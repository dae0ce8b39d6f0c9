//! Runs the query sequence against a throwaway MongoDB container.
//! Needs Docker: `cargo test --features test-utils`.
#![cfg(feature = "test-utils")]

use mongodb::bson::{doc, Bson};
use testcontainers::{runners::AsyncRunner, ContainerAsync};
use testcontainers_modules::mongo::Mongo;

use bookstore_queries::{
    app::{
        commands::{insert_sample_books, run_with_reporter},
        report::{Reporter, StepOutcome},
        runner,
        state::Session,
    },
    catalog::{self, Operation, Section, Step},
    config::{Config, Settings},
    mongo::{client, query::FindSpec},
};

async fn start_session(db_name: &str) -> (ContainerAsync<Mongo>, Session, Config) {
    let container = Mongo::default().start().await.expect("mongo container should start");
    let host = container.get_host().await.unwrap();
    let port = container.get_host_port_ipv4(27017).await.unwrap();
    let uri = format!("mongodb://{}:{}", host, port);

    let config = Config::from_lookup(Some(uri), Some(db_name.to_string()), |_| None).unwrap();
    let mongo = client::connect(&config.mongo_uri, &config.app_name).await.unwrap();
    let session = Session::new(mongo, &config);
    insert_sample_books(&session, true).await.unwrap();

    (container, session, config)
}

fn documents(outcome: StepOutcome) -> Vec<mongodb::bson::Document> {
    match outcome {
        StepOutcome::Documents(docs) => docs,
        other => panic!("expected documents, got {:?}", other),
    }
}

#[tokio::test]
async fn crud_section_reads_and_mutates_the_catalogue() {
    let (_container, session, config) = start_session("crud_section").await;
    let steps = catalog::plan(&config.settings, &[Section::Crud]);

    let fiction = documents(runner::execute(&session, &steps[0].operation).await.unwrap());
    assert_eq!(fiction.len(), 4);
    assert!(fiction.iter().all(|b| b.get_str("genre").unwrap() == "Fiction"));

    let after_1950 = documents(runner::execute(&session, &steps[1].operation).await.unwrap());
    assert_eq!(after_1950.len(), 4);

    let orwell = documents(runner::execute(&session, &steps[2].operation).await.unwrap());
    assert_eq!(orwell.len(), 2);

    assert_eq!(
        runner::execute(&session, &steps[3].operation).await.unwrap(),
        StepOutcome::Modified(1)
    );
    assert_eq!(
        runner::execute(&session, &steps[4].operation).await.unwrap(),
        StepOutcome::Deleted(1)
    );
    // Second delete finds nothing left to remove.
    assert_eq!(
        runner::execute(&session, &steps[4].operation).await.unwrap(),
        StepOutcome::Deleted(0)
    );

    let repriced = session.books.find_one(doc! { "title": "1984" }, None).await.unwrap().unwrap();
    assert_eq!(repriced.get_f64("price").unwrap(), 15.99);

    client::disconnect(session.client).await;
}

#[tokio::test]
async fn queries_section_projects_sorts_and_pages() {
    let (_container, session, _config) = start_session("queries_section").await;
    let steps = catalog::plan(&Settings { page_size: 5, page_count: 3 }, &[Section::Queries]);

    let recent = documents(runner::execute(&session, &steps[0].operation).await.unwrap());
    assert!(recent.is_empty());

    let projected = documents(runner::execute(&session, &steps[1].operation).await.unwrap());
    assert_eq!(projected.len(), 12);
    for book in &projected {
        let keys: Vec<&str> = book.keys().map(String::as_str).collect();
        assert!(!keys.contains(&"_id"));
        assert!(keys.iter().all(|k| ["title", "author", "price"].contains(k)));
    }

    let ascending = documents(runner::execute(&session, &steps[2].operation).await.unwrap());
    let prices: Vec<f64> = ascending.iter().map(|b| b.get_f64("price").unwrap()).collect();
    assert!(prices.windows(2).all(|w| w[0] <= w[1]));
    assert_eq!(ascending[0].get_str("title").unwrap(), "Pride and Prejudice");

    let descending = documents(runner::execute(&session, &steps[3].operation).await.unwrap());
    assert_eq!(descending[0].get_str("title").unwrap(), "The Lord of the Rings");

    let page_sizes: Vec<usize> = {
        let mut sizes = Vec::new();
        for step in &steps[4..] {
            sizes.push(documents(runner::execute(&session, &step.operation).await.unwrap()).len());
        }
        sizes
    };
    assert_eq!(page_sizes, vec![5, 5, 2]);

    client::disconnect(session.client).await;
}

#[tokio::test]
async fn aggregation_section_groups_inside_the_server() {
    let (_container, session, config) = start_session("aggregation_section").await;
    let steps = catalog::plan(&config.settings, &[Section::Aggregation]);

    let by_genre = documents(runner::execute(&session, &steps[0].operation).await.unwrap());
    assert_eq!(by_genre.len(), 7);
    let fiction = by_genre
        .iter()
        .find(|d| d.get_str("_id").ok() == Some("Fiction"))
        .unwrap();
    let avg = fiction.get_f64("avgPrice").unwrap();
    assert!((avg - (12.99 + 9.99 + 8.99 + 10.99) / 4.0).abs() < 1e-9);

    let top = documents(runner::execute(&session, &steps[1].operation).await.unwrap());
    assert_eq!(top.len(), 1);
    // Orwell and Tolkien tie at two books each.
    assert_eq!(top[0].get("count"), Some(&Bson::Int32(2)));

    let decades = documents(runner::execute(&session, &steps[2].operation).await.unwrap());
    let first = decades.first().unwrap().get("_id").and_then(Bson::as_f64).unwrap();
    assert_eq!(first, 1810.0);
    let total: i32 = decades.iter().map(|d| d.get_i32("count").unwrap()).sum();
    assert_eq!(total, 12);

    client::disconnect(session.client).await;
}

#[tokio::test]
async fn indexing_section_creates_named_indexes_and_explains() {
    let (_container, session, config) = start_session("indexing_section").await;
    let steps = catalog::plan(&config.settings, &[Section::Indexing]);

    assert_eq!(
        runner::execute(&session, &steps[0].operation).await.unwrap(),
        StepOutcome::IndexCreated("title_1".to_string())
    );
    assert_eq!(
        runner::execute(&session, &steps[1].operation).await.unwrap(),
        StepOutcome::IndexCreated("author_1_published_year_1".to_string())
    );

    assert!(matches!(steps[2].operation, Operation::Explain { .. }));
    match runner::execute(&session, &steps[2].operation).await.unwrap() {
        StepOutcome::Explain(stats) => {
            assert!(stats.get("nReturned").is_some());
            assert!(stats.get("totalDocsExamined").is_some());
        }
        other => panic!("expected explain output, got {:?}", other),
    }

    client::disconnect(session.client).await;
}

#[tokio::test]
async fn full_run_prints_every_label_in_order() {
    let (_container, session, config) = start_session("full_run").await;
    let steps = catalog::plan(&config.settings, &[]);

    let mut reporter = Reporter::new(Vec::new(), None);
    let completed = runner::run_plan(&session, &steps, &mut reporter).await.unwrap();
    assert_eq!(completed, steps.len());

    let out = String::from_utf8(reporter.into_inner()).unwrap();
    let mut cursor = 0;
    for step in &steps {
        let found = out[cursor..]
            .find(&step.label)
            .unwrap_or_else(|| panic!("missing or out of order: {}", step.label));
        cursor += found + step.label.len();
    }
    assert!(out.contains("Updated price of \"1984\": 1"));
    assert!(out.contains("Index on title created: title_1"));
    assert!(out.starts_with("Books in genre \"Fiction\": "));
    assert!(!out.contains("==="));

    client::disconnect(session.client).await;
}

fn failing_plan() -> Vec<Step> {
    vec![
        Step {
            section: Section::Crud,
            label: "Books by George Orwell:".to_string(),
            operation: Operation::Find(FindSpec::filter(doc! { "author": "George Orwell" })),
        },
        Step {
            section: Section::Aggregation,
            label: "Broken pipeline:".to_string(),
            operation: Operation::Aggregate(vec![doc! { "$bogus": 1 }]),
        },
        Step {
            section: Section::Indexing,
            label: "Index on title created:".to_string(),
            operation: Operation::CreateIndex(doc! { "title": 1 }),
        },
    ]
}

#[tokio::test]
async fn failing_step_stops_the_plan() {
    let (_container, session, _config) = start_session("failing_step").await;
    let steps = failing_plan();

    let mut reporter = Reporter::new(Vec::new(), None);
    let err = runner::run_plan(&session, &steps, &mut reporter).await.unwrap_err();
    assert!(format!("{:#}", err).contains("Failed to run step Broken pipeline:"));

    let out = String::from_utf8(reporter.into_inner()).unwrap();
    assert!(out.starts_with("Books by George Orwell: "));
    assert!(!out.contains("Broken pipeline:"));
    assert!(!out.contains("Index on title created:"));

    // Nothing after the failure touched the server.
    let indexes = session.books.list_index_names().await.unwrap();
    assert_eq!(indexes, vec!["_id_".to_string()]);

    client::disconnect(session.client).await;
}

#[tokio::test]
async fn failing_step_still_closes_the_connection() {
    let (_container, session, config) = start_session("failing_close").await;
    client::disconnect(session.client).await;

    let mut reporter = Reporter::new(Vec::new(), None);
    let err = run_with_reporter(&config, &failing_plan(), &mut reporter).await.unwrap_err();
    assert!(format!("{:#}", err).contains("Failed to run step"));

    let out = String::from_utf8(reporter.into_inner()).unwrap();
    assert!(out.starts_with("Connected to MongoDB\n"));
    assert_eq!(out.lines().last(), Some("Connection closed"));
    assert!(!out.contains("Index on title created:"));
}
use mongodb::{Client, options::ClientOptions};
use anyhow::{Result, Context};
use tracing::{debug, info};

use crate::security::credentials::redact_uri;

pub async fn connect(uri: &str, app_name: &str) -> Result<Client> {
    debug!(uri = %redact_uri(uri), "parsing connection string");

    let mut options = ClientOptions::parse(uri)
        .await
        .context("Failed to parse MongoDB connection URI")?;

    options.app_name = Some(app_name.to_string());

    let client = Client::with_options(options)
        .context("Failed to create MongoDB client with options")?;

    // The driver connects lazily; ping so a bad URI fails here and not mid-sequence.
    client
        .database("admin")
        .run_command(mongodb::bson::doc! {"ping": 1}, None)
        .await
        .with_context(|| format!("Failed to ping MongoDB at {}", redact_uri(uri)))?;

    info!(uri = %redact_uri(uri), "connected to MongoDB");
    Ok(client)
}

pub async fn disconnect(client: Client) {
    client.shutdown().await;
    debug!("MongoDB client shut down");
}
--
What the task requires » Where a line in the records above contains the string "debug", copy that line.

Solved problem »
use tracing::{debug, info};
    debug!(uri = %redact_uri(uri), "parsing connection string");
    debug!("MongoDB client shut down");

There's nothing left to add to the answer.